Marlene França, ex-atriz (chegou até a fazer filmes sensuais para a época - década de 60), que com "Frei Tito" já havia merecido grande admiração, é a realizadora de "Mulheres da Terra", média-metragem de 35 minutos, também numa abordagem social e que fará parte da programação de amanhã, segunda-feira.
Debate inflamado - esbravejando, furioso, com ataques pessoais ao crítico Wilson Cunha, do "Jornal do Brasil" - a quem fez as mais violentas acusações - o curta-metragista Sérgio Santeiro, carioca, 41 anos - foi o responsável pela primeira explosão no círculo de debates entre realizadores e público/jornalistas, no auditório do Hotel São Marcos.
Tendo o projeto de um minicurta, quase um vídeo clip de apenas 3 minutos - "Isto é Brasil", recusado pela comissão de seleção de curtas para financiamento (pretendia Cz$ 85 mil), da qual fazia parte o crítico Wilson Cunha, Santeiro usou quase 40 minutos da manhã de sexta-feira para fazer críticas à Embrafilmes, à política cultural, às empresas de cinema americanas - em ataques histéricos. Seu filme, havia sido exibido, hors concours, na quinta-feira - e na verdade nem chega a merecer maiores considerações: com três intérpretes - dois moços e uma bela loira - compõe três cenas críticas à Nova República, cada uma de um minuto.

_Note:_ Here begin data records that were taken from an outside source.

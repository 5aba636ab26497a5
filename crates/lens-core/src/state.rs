use serde::{Deserialize, Serialize};
use std::collections::BTreeMap;

use crate::agents::{AgentRoster, AgentStatus};
use crate::events::{AgentEvent, EventKind};

/// Streamed tokens without an attributed file land here until the backend
/// names one.
pub const STREAMING_PLACEHOLDER_PATH: &str = "/main.py";

/// Generated workspace files, keyed by canonical path. The producers are
/// inconsistent about leading separators, so paths are normalized to a
/// leading `/` once at ingestion and lookups normalize the query the same
/// way.
#[derive(Debug, Clone, Serialize, Deserialize, PartialEq, Eq, Default)]
pub struct WorkspaceFiles {
    files: BTreeMap<String, String>,
}

impl WorkspaceFiles {
    pub fn canonical(path: &str) -> String {
        let trimmed = path.trim();
        if trimmed.starts_with('/') {
            trimmed.to_string()
        } else {
            format!("/{trimmed}")
        }
    }

    /// Upserts full content under the canonical key and returns that key.
    pub fn insert(&mut self, path: &str, content: String) -> String {
        let key = Self::canonical(path);
        self.files.insert(key.clone(), content);
        key
    }

    pub fn get(&self, path: &str) -> Option<&str> {
        self.files.get(&Self::canonical(path)).map(String::as_str)
    }

    pub fn contains(&self, path: &str) -> bool {
        self.files.contains_key(&Self::canonical(path))
    }

    pub fn clear(&mut self) {
        self.files.clear();
    }

    pub fn len(&self) -> usize {
        self.files.len()
    }

    pub fn is_empty(&self) -> bool {
        self.files.is_empty()
    }

    pub fn iter(&self) -> impl Iterator<Item = (&str, &str)> {
        self.files.iter().map(|(k, v)| (k.as_str(), v.as_str()))
    }
}

/// Append-only accumulator for in-flight token output. Superseded (and
/// cleared) as soon as a finalized file for the same work arrives.
#[derive(Debug, Clone, Serialize, Deserialize, PartialEq, Eq, Default)]
pub struct StreamingBuffer {
    pub file_path: Option<String>,
    pub content: String,
}

impl StreamingBuffer {
    pub fn append(&mut self, path: &str, text: &str) {
        self.file_path = Some(path.to_string());
        self.content.push_str(text);
    }

    pub fn clear(&mut self) {
        self.file_path = None;
        self.content.clear();
    }
}

/// HTML artifact that can be opened in a live preview.
#[derive(Debug, Clone, Serialize, Deserialize, PartialEq, Eq)]
pub struct PreviewTarget {
    pub path: String,
    pub url: String,
}

impl PreviewTarget {
    fn for_path(canonical_path: &str) -> Self {
        Self {
            url: format!("/preview{canonical_path}"),
            path: canonical_path.to_string(),
        }
    }
}

fn is_html_path(path: &str) -> bool {
    let lower = path.to_ascii_lowercase();
    lower.ends_with(".html") || lower.ends_with(".htm")
}

/// Coarse pipeline status derived from the event flow, independent of the
/// per-agent roster (the backend also emits events for ids outside it,
/// e.g. `orchestrator`).
#[derive(Debug, Clone, Serialize, Deserialize, PartialEq, Eq, Default)]
pub struct OrchestratorStatus {
    pub active_agent: Option<String>,
    pub task_in_progress: bool,
}

/// One file of an `/orchestrate` REST response, already unified across the
/// multi-file and legacy single-file shapes.
#[derive(Debug, Clone, PartialEq, Eq)]
pub struct SubmittedFile {
    pub path: String,
    pub content: String,
}

/// What a task-submission response contributes to derived state.
#[derive(Debug, Clone, PartialEq, Eq, Default)]
pub struct SubmissionOutcome {
    pub files: Vec<SubmittedFile>,
    pub execution_output: Option<String>,
    pub preview_url: Option<String>,
}

/// Everything the dashboard renders, folded out of the event stream one
/// event at a time, in arrival order. Owned by a single writer; readers
/// only ever see it between whole `apply` calls.
#[derive(Debug, Clone, Serialize, Deserialize, PartialEq, Default)]
pub struct DerivedState {
    pub roster: AgentRoster,
    pub workspace: WorkspaceFiles,
    pub selected_file: Option<String>,
    pub streaming: StreamingBuffer,
    pub execution_log: String,
    pub plan: Option<String>,
    pub preview: Option<PreviewTarget>,
    pub total_tokens: u64,
    pub status: OrchestratorStatus,
}

impl DerivedState {
    /// Folds one incoming event into the derived entities. Events with an
    /// unrecognized kind, or recognized kinds with no rule, change nothing;
    /// they still live in the raw event buffer for display.
    pub fn apply(&mut self, event: &AgentEvent) {
        match &event.kind {
            EventKind::WorkspaceReset => self.apply_workspace_reset(),
            EventKind::FileCreated => self.apply_file_created(event),
            EventKind::CodeWritten => self.apply_code_written(event),
            EventKind::AgentStart => self.apply_agent_start(event),
            EventKind::Token => self.apply_token(event),
            EventKind::AgentEnd => self.apply_agent_end(event),
            EventKind::Error => self.apply_error(event),
            EventKind::PlanCreated => self.apply_plan_created(event),
            EventKind::Execution => self.apply_execution(event),
            EventKind::ExecutionStep => self.apply_execution_step(event),
            EventKind::Complete => self.apply_complete(),
            EventKind::Retry | EventKind::CodeReviewed | EventKind::Other(_) => {}
        }
    }

    /// Clears every derived entity ahead of a new task submission so state
    /// from a prior run never bleeds into the next one. The raw event
    /// buffer is owned elsewhere and must be cleared by the same caller.
    pub fn reset_for_submission(&mut self) {
        self.roster.reset();
        self.workspace.clear();
        self.selected_file = None;
        self.streaming.clear();
        self.execution_log.clear();
        self.plan = None;
        self.preview = None;
        self.total_tokens = 0;
        self.status = OrchestratorStatus {
            active_agent: None,
            task_in_progress: true,
        };
    }

    /// Ingests an `/orchestrate` REST response into the same entities the
    /// event reducer populates.
    pub fn ingest_submission(&mut self, outcome: &SubmissionOutcome) {
        for file in &outcome.files {
            if file.path.trim().is_empty() {
                continue;
            }
            let key = self.workspace.insert(&file.path, file.content.clone());
            if self.selected_file.is_none() {
                self.selected_file = Some(key.clone());
            }
            if is_html_path(&key) && self.preview.is_none() {
                self.preview = Some(PreviewTarget::for_path(&key));
            }
        }
        if let Some(output) = &outcome.execution_output {
            if !output.is_empty() {
                self.append_execution_output(output);
            }
        }
        if let Some(url) = &outcome.preview_url {
            if !url.is_empty() {
                let path = self
                    .selected_file
                    .clone()
                    .unwrap_or_else(|| STREAMING_PLACEHOLDER_PATH.to_string());
                self.preview = Some(PreviewTarget {
                    path,
                    url: url.clone(),
                });
            }
        }
        self.streaming.clear();
        self.status.task_in_progress = false;
        self.status.active_agent = None;
    }

    fn apply_workspace_reset(&mut self) {
        self.workspace.clear();
        self.selected_file = None;
        self.streaming.clear();
        self.preview = None;
    }

    fn apply_file_created(&mut self, event: &AgentEvent) {
        // The streamed draft is superseded even if the payload is unusable.
        self.streaming.clear();
        let path = event.data_str("file_path").unwrap_or("");
        let content = event.data_str("content").unwrap_or("");
        if path.trim().is_empty() || content.is_empty() {
            return;
        }
        let key = self.workspace.insert(path, content.to_string());
        if self.selected_file.is_none() {
            self.selected_file = Some(key.clone());
        }
        if is_html_path(&key) {
            self.preview = Some(PreviewTarget::for_path(&key));
        }
    }

    // Legacy single-file path kept for older orchestrator builds.
    fn apply_code_written(&mut self, event: &AgentEvent) {
        self.streaming.clear();
        let path = event.data_str("file_path").unwrap_or("");
        let code = event.data_str("code").unwrap_or("");
        if path.trim().is_empty() || code.is_empty() {
            return;
        }
        let key = self.workspace.insert(path, code.to_string());
        self.selected_file = Some(key);
    }

    fn apply_agent_start(&mut self, event: &AgentEvent) {
        if let Some(id) = event.agent_id() {
            let record = self.roster.get_mut(id);
            record.status = AgentStatus::Working;
            record.token_count = Some(0);
        }
        self.status.active_agent = Some(event.agent.clone());
        self.status.task_in_progress = true;
    }

    fn apply_token(&mut self, event: &AgentEvent) {
        let text = event
            .data_str("token")
            .or_else(|| event.data_str("text"))
            .unwrap_or("");
        let path = match event.data_str("file_path") {
            Some(p) if !p.trim().is_empty() => WorkspaceFiles::canonical(p),
            _ => STREAMING_PLACEHOLDER_PATH.to_string(),
        };
        self.streaming.append(&path, text);
        self.selected_file = Some(path);
        // Attribution can be ambiguous while several agents run, so every
        // working record accrues the token.
        for record in self.roster.working_mut() {
            record.token_count = Some(record.token_count.unwrap_or(0) + 1);
        }
        self.total_tokens += 1;
    }

    fn apply_agent_end(&mut self, event: &AgentEvent) {
        if let Some(id) = event.agent_id() {
            let record = self.roster.get_mut(id);
            record.status = AgentStatus::Complete;
            // Missing latency stays absent rather than being synthesized.
            record.latency_seconds = event
                .data_f64("duration")
                .or_else(|| event.data_f64("latency"));
        }
        if self.status.active_agent.as_deref() == Some(event.agent.as_str()) {
            self.status.active_agent = None;
        }
    }

    fn apply_error(&mut self, event: &AgentEvent) {
        if let Some(id) = event.agent_id() {
            self.roster.get_mut(id).status = AgentStatus::Error;
        }
        if event.agent == "orchestrator" {
            self.status.task_in_progress = false;
            self.status.active_agent = None;
        }
    }

    fn apply_plan_created(&mut self, event: &AgentEvent) {
        if let Some(summary) = event.data_str("summary") {
            self.plan = Some(summary.to_string());
        }
    }

    fn apply_execution(&mut self, event: &AgentEvent) {
        if let Some(output) = event.data_str("output") {
            self.append_execution_output(output);
        }
    }

    fn apply_execution_step(&mut self, event: &AgentEvent) {
        let label = event.data_str("label").unwrap_or("");
        let output = event.data_str("output").unwrap_or("");
        self.append_execution_output(&format!("=== {label} ===\n{output}"));
    }

    fn apply_complete(&mut self) {
        self.status.task_in_progress = false;
        self.status.active_agent = None;
    }

    fn append_execution_output(&mut self, output: &str) {
        if !self.execution_log.is_empty() {
            self.execution_log.push('\n');
        }
        self.execution_log.push_str(output);
    }
}
use chrono::{DateTime, Utc};

#[derive(Debug, Clone, Copy, PartialEq)]
struct CounterSample {
    counter: f64,
    at: DateTime<Utc>,
}

/// Derives a per-second rate from successive samples of a monotonic
/// counter. A counter regression (service restart) is reported as zero
/// throughput for that tick, never as a negative rate.
#[derive(Debug, Clone, Copy, Default)]
pub struct RateCalculator {
    previous: Option<CounterSample>,
}

impl RateCalculator {
    pub fn new() -> Self {
        Self::default()
    }

    /// Records a sample and returns the rate since the previous one.
    /// Zero on the first sample and whenever elapsed time is non-positive
    /// (clock anomalies, e.g. across a system sleep).
    pub fn observe(&mut self, counter: f64, at: DateTime<Utc>) -> f64 {
        let rate = match self.previous {
            None => 0.0,
            Some(prev) => {
                let elapsed = (at - prev.at).num_milliseconds() as f64 / 1000.0;
                if elapsed <= 0.0 {
                    0.0
                } else {
                    ((counter - prev.counter) / elapsed).max(0.0)
                }
            }
        };
        self.previous = Some(CounterSample { counter, at });
        rate
    }

    /// Forgets the prior sample; the next observation starts fresh.
    pub fn reset(&mut self) {
        self.previous = None;
    }
}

Famoso por seu temperamento agressivo - buscando resgatar um comportamento glauberiano de denúncias a todos e tudo - Sérgio acabou provocando o primeiro incidente no festival. Mas no final elegantemente, o jornalista Wilson cunha o convidou para almoçar juntos, mostrando que a explosão de fúria não passou de uma descarga emocional. Além do mais, embora tenha atacado violentamente a Embrafilmes, de quem diz jamais ter tido qualquer financiamento, Santeiro já recebeu, Cz$ 158.200,00 de um total de Cz$ 361.836,00 para o seu longa-metragem "Encontro com Prestes", fotografia de Roberto Maia, que registra a volta ao Brasil de Luíz Carlos Prestes, em 1979, e a comemoração do seu 83º aniversário com um importante pronunciamento público. O filme - em fase de realização - mostrará ainda o velho líder comunista através de depoimentos de antigos companheiros de militância política e de conversa em seus momentos de descontração.
LEGENDA FOTO - Realizado com imensas dificuldades - arrastando-se por anos para ser concluído - "Chico Rei", de Walter Lima Júnior, aborda um personagem histórico de Minas Gerais.